Ultimately the play was saved by the Sunday critics, notably Harold Hobson, and was subsequently produced in America for the first time, in Miami of all places. The American production starred Bert Lahr as Estragon and was billed (oddly) as the "Laugh Sensation of 2 Continents." If the British reaction was mixed, the American was openly hostile (imagine that, Americans being threatened by something that requires thinking). At intermission on opening night, more than 2/3 of the audience had left. Lahr received a letter from someone who walked out: "How can you, Bert Lahr, who has charmed the youth of America as the Cowardly Lion in The Wizard of Oz, appear in this Communistic, atheistic, and existentialist play?"

And so it goes...what is the purpose of Art? What do we want our theatre to do? Is the theatre supposed to be something more than empty calorie entertainment? Does it need to strike a balance? I always refer to the Greek notion of Profit and Delight...yes it needs to be entertaining, but there needs to be more than that. I think the theatre should stimulate the heart and the head and that being challenged with some difficult intellectual concepts can be an ENTERTAINING night out. Of course, I am still searching for the theatre where this kind of work can thrive. Cincinnati Shakespeare Company, Know Theatre and Ensemble Theatre in Cincinnati are three companies that have a rigorous intellectual bent to their very entertaining work. From the outside, they seem to be thriving, or at least succeeding.

So the quest continues. I am off to Texas in the morning and hopefully will have some definitive news soon...stay tuned!

Peace
Rick St. Peter
September 28, 2009

4 comments:

  1. Like you, I gather, I don't really connect to this work. I too saw the excellent Cincy Shakes ENDGAME and, while I could admire the terrific performances and the technical virtuousity of the production, my one thought was: "Good, now I can say I've seen a good production and I never have to see it again."

    I remember my mentor, Charles Dickens, when he was directing me as Dionysus in his Julian Beck/Living Theatre (which was all the rage at the time) production of THE BACCHAE, confessing: "Of course, I rather being doing Noel Coward, smoking jackets and clever quips." I get that. While I can intellectually appreciate things like GODOT, existential/absurdist theatre will never be a look-forward-to night of theatre for me...even with guys like Patrick Stewart/Ian McKellen doing it (Of course, if I saw it, I might well change my mind and that would be wonderful too...and if given the opportunity to see such performers perform such work, I'd go!).

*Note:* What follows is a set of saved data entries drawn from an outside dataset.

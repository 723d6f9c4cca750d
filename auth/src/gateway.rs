//! The access gateway: login, sessions, staff registration.

use crate::error::{AuthError, Result};
use crate::password::{MIN_PASSWORD_LENGTH, PasswordHasher};
use crate::session::{InMemorySessionStore, Session, SessionStore, generate_token};
use chrono::Duration;
use helpdesk_core::environment::Clock;
use helpdesk_core::store::UserRepository;
use helpdesk_core::{Actor, Authorizer, NewUser, Permission, User};
use serde::Deserialize;
use std::sync::Arc;

/// Registration request for a new staff account.
#[derive(Clone, Deserialize)]
pub struct NewStaff {
    /// Display name.
    pub name: String,
    /// Login email.
    pub email: String,
    /// Plaintext password, hashed before storage.
    pub password: String,
    /// Grant administrator rights.
    #[serde(default)]
    pub is_admin: bool,
}

impl std::fmt::Debug for NewStaff {
    fn fmt(&self, f: &mut std::fmt::Formatter<'_>) -> std::fmt::Result {
        f.debug_struct("NewStaff")
            .field("name", &self.name)
            .field("email", &self.email)
            .field("is_admin", &self.is_admin)
            .finish_non_exhaustive()
    }
}

/// A successful login.
#[derive(Debug, Clone)]
pub struct Login {
    /// The new session.
    pub session: Session,
    /// Who logged in.
    pub user: User,
}

fn normalize_email(email: &str) -> String {
    email.trim().to_lowercase()
}

fn validate_staff(name: &str, email: &str, password: &str) -> Result<()> {
    if name.trim().is_empty() {
        return Err(AuthError::Validation("name is required".to_string()));
    }
    if email.is_empty() {
        return Err(AuthError::Validation("email is required".to_string()));
    }
    if !email.contains('@') {
        return Err(AuthError::Validation("email is not a valid email address".to_string()));
    }
    if password.chars().count() < MIN_PASSWORD_LENGTH {
        return Err(AuthError::Validation(format!(
            "password must be at least {MIN_PASSWORD_LENGTH} characters"
        )));
    }
    Ok(())
}

/// Authenticates staff and resolves bearer tokens to [`Actor`]s.
///
/// Customers never authenticate; this gateway only guards staff operations.
pub struct AccessGateway<U: UserRepository + ?Sized, S: SessionStore = InMemorySessionStore> {
    users: Arc<U>,
    sessions: S,
    authorizer: Arc<dyn Authorizer>,
    hasher: PasswordHasher,
    clock: Arc<dyn Clock>,
    session_ttl: Duration,
}

impl<U: UserRepository + ?Sized, S: SessionStore> AccessGateway<U, S> {
    /// Create a gateway.
    #[must_use]
    pub fn new(
        users: Arc<U>,
        sessions: S,
        authorizer: Arc<dyn Authorizer>,
        clock: Arc<dyn Clock>,
        session_ttl: Duration,
    ) -> Self {
        Self {
            users,
            sessions,
            authorizer,
            hasher: PasswordHasher::new(),
            clock,
            session_ttl,
        }
    }

    /// Verify credentials and open a session.
    ///
    /// # Errors
    ///
    /// - [`AuthError::InvalidCredentials`] for an unknown email or wrong password
    /// - [`AuthError::Store`] if the user lookup fails
    #[tracing::instrument(skip_all)]
    pub async fn login(&self, email: &str, password: &str) -> Result<Login> {
        let email = normalize_email(email);
        let Some(user) = self.users.find_by_email(&email).await? else {
            tracing::info!("Login failed: unknown email");
            return Err(AuthError::InvalidCredentials);
        };

        if !self.verify_password(password, &user.password_hash).await? {
            tracing::info!(user_id = %user.id, "Login failed: wrong password");
            return Err(AuthError::InvalidCredentials);
        }

        let now = self.clock.now();
        let session = Session {
            token: generate_token(),
            user_id: user.id,
            created_at: now,
            expires_at: now + self.session_ttl,
        };
        self.sessions.create_session(&session).await?;

        tracing::info!(user_id = %user.id, expires_at = %session.expires_at, "Staff logged in");

        Ok(Login { session, user })
    }

    /// Revoke a session.
    ///
    /// # Errors
    ///
    /// Returns an error if the session store fails.
    pub async fn logout(&self, token: &str) -> Result<()> {
        self.sessions.delete_session(token).await
    }

    /// Resolve a bearer token to the acting staff identity.
    ///
    /// # Errors
    ///
    /// - [`AuthError::SessionNotFound`] for an unknown token or a deleted user
    /// - [`AuthError::SessionExpired`] once the TTL has elapsed
    pub async fn resolve(&self, token: &str) -> Result<Actor> {
        let session = self.sessions.get_session(token).await?;

        match self.users.find_by_id(session.user_id).await? {
            Some(user) => Ok(user.actor()),
            None => {
                self.sessions.delete_session(token).await?;
                Err(AuthError::SessionNotFound)
            },
        }
    }

    /// Register a staff account on behalf of `actor`.
    ///
    /// # Errors
    ///
    /// - [`AuthError::InsufficientPermissions`] if `actor` is not an administrator
    /// - [`AuthError::Validation`] for empty fields or a short password
    /// - [`AuthError::Store`] wrapping [`Conflict`](helpdesk_core::HelpdeskError::Conflict) for a taken email
    #[tracing::instrument(skip_all, fields(actor = %actor.user_id))]
    pub async fn register(&self, actor: &Actor, staff: NewStaff) -> Result<User> {
        if !self.authorizer.authorize(actor, Permission::RegisterStaff) {
            tracing::warn!("Registration refused: actor is not an administrator");
            return Err(AuthError::InsufficientPermissions {
                required: "register_staff".to_string(),
            });
        }

        self.create(staff).await
    }

    /// Create an administrator account unless one with `email` already exists.
    ///
    /// Returns the new user, or `None` if the account was already there.
    ///
    /// # Errors
    ///
    /// - [`AuthError::Validation`] if the bootstrap credentials are unusable
    /// - [`AuthError::Store`] if the repository fails
    pub async fn ensure_admin(&self, name: &str, email: &str, password: &str) -> Result<Option<User>> {
        if self.users.find_by_email(&normalize_email(email)).await?.is_some() {
            tracing::debug!("Bootstrap administrator already exists");
            return Ok(None);
        }

        let user = self
            .create(NewStaff {
                name: name.to_string(),
                email: email.to_string(),
                password: password.to_string(),
                is_admin: true,
            })
            .await?;

        tracing::info!(user_id = %user.id, "Bootstrap administrator created");
        Ok(Some(user))
    }

    async fn create(&self, staff: NewStaff) -> Result<User> {
        let email = normalize_email(&staff.email);
        validate_staff(&staff.name, &email, &staff.password)?;

        let password_hash = self.hash_password(staff.password).await?;
        let user = self
            .users
            .create_user(NewUser {
                name: staff.name.trim().to_string(),
                email,
                password_hash,
                is_admin: staff.is_admin,
            })
            .await?;

        tracing::info!(user_id = %user.id, is_admin = user.is_admin, "Staff registered");
        Ok(user)
    }

    async fn hash_password(&self, password: String) -> Result<String> {
        let hasher = self.hasher;
        tokio::task::spawn_blocking(move || hasher.hash(&password))
            .await
            .map_err(|e| AuthError::InternalError(format!("Hashing task failed: {e}")))?
    }

    async fn verify_password(&self, password: &str, hash: &str) -> Result<bool> {
        let hasher = self.hasher;
        let password = password.to_string();
        let hash = hash.to_string();
        tokio::task::spawn_blocking(move || hasher.verify(&password, &hash))
            .await
            .map_err(|e| AuthError::InternalError(format!("Verification task failed: {e}")))?
    }
}

impl<U: UserRepository + ?Sized, S: SessionStore> std::fmt::Debug for AccessGateway<U, S> {
    fn fmt(&self, f: &mut std::fmt::Formatter<'_>) -> std::fmt::Result {
        f.debug_struct("AccessGateway")
            .field("session_ttl", &self.session_ttl)
            .finish_non_exhaustive()
    }
}

#[cfg(test)]
#[allow(clippy::unwrap_used, clippy::expect_used)] // Test code can use unwrap/expect
mod tests {
    use super::*;
    use crate::policy::RolePolicy;
    use helpdesk_core::HelpdeskError;
    use helpdesk_testing::{InMemoryUserRepository, ManualClock, fixtures, test_clock};

    struct Harness {
        gateway: AccessGateway<InMemoryUserRepository>,
        clock: Arc<ManualClock>,
    }

    fn harness() -> Harness {
        let clock = Arc::new(ManualClock::new(test_clock().now()));
        let gateway = AccessGateway::new(
            Arc::new(InMemoryUserRepository::new()),
            InMemorySessionStore::new(clock.clone()),
            Arc::new(RolePolicy),
            clock.clone(),
            Duration::hours(8),
        );
        Harness { gateway, clock }
    }

    fn dana() -> NewStaff {
        NewStaff {
            name: "Dana".to_string(),
            email: "dana@helpdesk.test".to_string(),
            password: "s3cret-pass".to_string(),
            is_admin: false,
        }
    }

    #[tokio::test]
    async fn test_admin_registers_staff_who_can_log_in() {
        let h = harness();
        let user = h.gateway.register(&fixtures::admin_actor(), dana()).await.unwrap();
        assert!(!user.is_admin);
        assert!(user.password_hash.starts_with("$argon2"));

        let login = h.gateway.login("Dana@Helpdesk.test ", "s3cret-pass").await.unwrap();
        assert_eq!(login.user.id, user.id);
        assert_eq!(login.session.expires_at, test_clock().now() + Duration::hours(8));

        let actor = h.gateway.resolve(&login.session.token).await.unwrap();
        assert_eq!(actor, user.actor());
        assert_eq!(actor.label(), "Support (Dana)");
    }

    #[tokio::test]
    async fn test_non_admin_cannot_register() {
        let h = harness();
        let err = h.gateway.register(&fixtures::staff_actor(), dana()).await.unwrap_err();

        assert!(err.is_forbidden());
        assert!(matches!(HelpdeskError::from(err), HelpdeskError::Unauthorized(_)));
    }

    #[tokio::test]
    async fn test_duplicate_email_is_conflict() {
        let h = harness();
        let admin = fixtures::admin_actor();
        h.gateway.register(&admin, dana()).await.unwrap();

        let mut again = dana();
        again.email = "DANA@helpdesk.test".to_string();
        let err = h.gateway.register(&admin, again).await.unwrap_err();

        assert!(matches!(err, AuthError::Store(HelpdeskError::Conflict(_))));
    }

    #[tokio::test]
    async fn test_registration_validation() {
        let h = harness();
        let admin = fixtures::admin_actor();

        let mut short = dana();
        short.password = "1234567".to_string();
        let mut nameless = dana();
        nameless.name = "  ".to_string();
        let mut bad_email = dana();
        bad_email.email = "dana".to_string();

        for staff in [short, nameless, bad_email] {
            let err = h.gateway.register(&admin, staff).await.unwrap_err();
            assert!(matches!(err, AuthError::Validation(_)), "got {err:?}");
        }
    }

    #[tokio::test]
    async fn test_wrong_password_and_unknown_email_look_the_same() {
        let h = harness();
        h.gateway.register(&fixtures::admin_actor(), dana()).await.unwrap();

        let wrong = h.gateway.login("dana@helpdesk.test", "not-the-password").await.unwrap_err();
        let unknown = h.gateway.login("nobody@helpdesk.test", "s3cret-pass").await.unwrap_err();

        assert_eq!(wrong, AuthError::InvalidCredentials);
        assert_eq!(unknown, AuthError::InvalidCredentials);
    }

    #[tokio::test]
    async fn test_session_expires_and_logout_revokes() {
        let h = harness();
        h.gateway.register(&fixtures::admin_actor(), dana()).await.unwrap();

        let first = h.gateway.login("dana@helpdesk.test", "s3cret-pass").await.unwrap();
        h.gateway.logout(&first.session.token).await.unwrap();
        assert_eq!(
            h.gateway.resolve(&first.session.token).await.unwrap_err(),
            AuthError::SessionNotFound
        );

        let second = h.gateway.login("dana@helpdesk.test", "s3cret-pass").await.unwrap();
        h.clock.advance(Duration::hours(8));
        assert_eq!(
            h.gateway.resolve(&second.session.token).await.unwrap_err(),
            AuthError::SessionExpired
        );
    }

    #[tokio::test]
    async fn test_ensure_admin_is_idempotent() {
        let h = harness();

        let created = h
            .gateway
            .ensure_admin("Root", "root@helpdesk.test", "bootstrap-pass")
            .await
            .unwrap();
        assert!(created.is_some_and(|u| u.is_admin));

        let again = h
            .gateway
            .ensure_admin("Root", "root@helpdesk.test", "other-pass")
            .await
            .unwrap();
        assert!(again.is_none());

        let login = h.gateway.login("root@helpdesk.test", "bootstrap-pass").await.unwrap();
        assert!(login.user.is_admin);
    }
}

    Still I always find the kind of theatre that most entertains me is the kind that "stimulates the heart and the head", makes me work for it, and challenges me.

    ReplyDelete
  2. From a friend of mine named Noreen: "Samuel Beckett's Waiting for Godot... has achieved a theoretical impossibility—a play in which nothing happens, that yet keeps audiences glued to their seats. What's more, since the second act is a subtly different reprise of the first, he has written a play in which nothing happens, twice." --- Vivian Mercier.

    ReplyDelete
  3. At least most people have heard of Waiting for Godot, it would pass the old AGL Board test of good theatre.
    I too have never been able to connect to Beckett. I appreciate, but just don't like the absurdists. However they have had a profound effect on theatre, that I enjoy. Breaking down the rules as they did has made the possibilities open up even more. Of course there is always the question of how does the commercial or even non-profit theatre world we have developed in America support and explore these new forms or new styles?
    I have always maintained that my distaste for Becket must be taken with a grain of salt as I have never seen any of his plays performed, let alone an excellent production. As I trust both of your taste and reaction to Endgame, I may stop qualifying my distaste.

    Have a great trip to Texas, looking forward to hearing the details.

    ReplyDelete
  4. So...now I know why my Grandma always called Burt Lahr a 'Commie.'

    another Mystery of Life solved. thanks.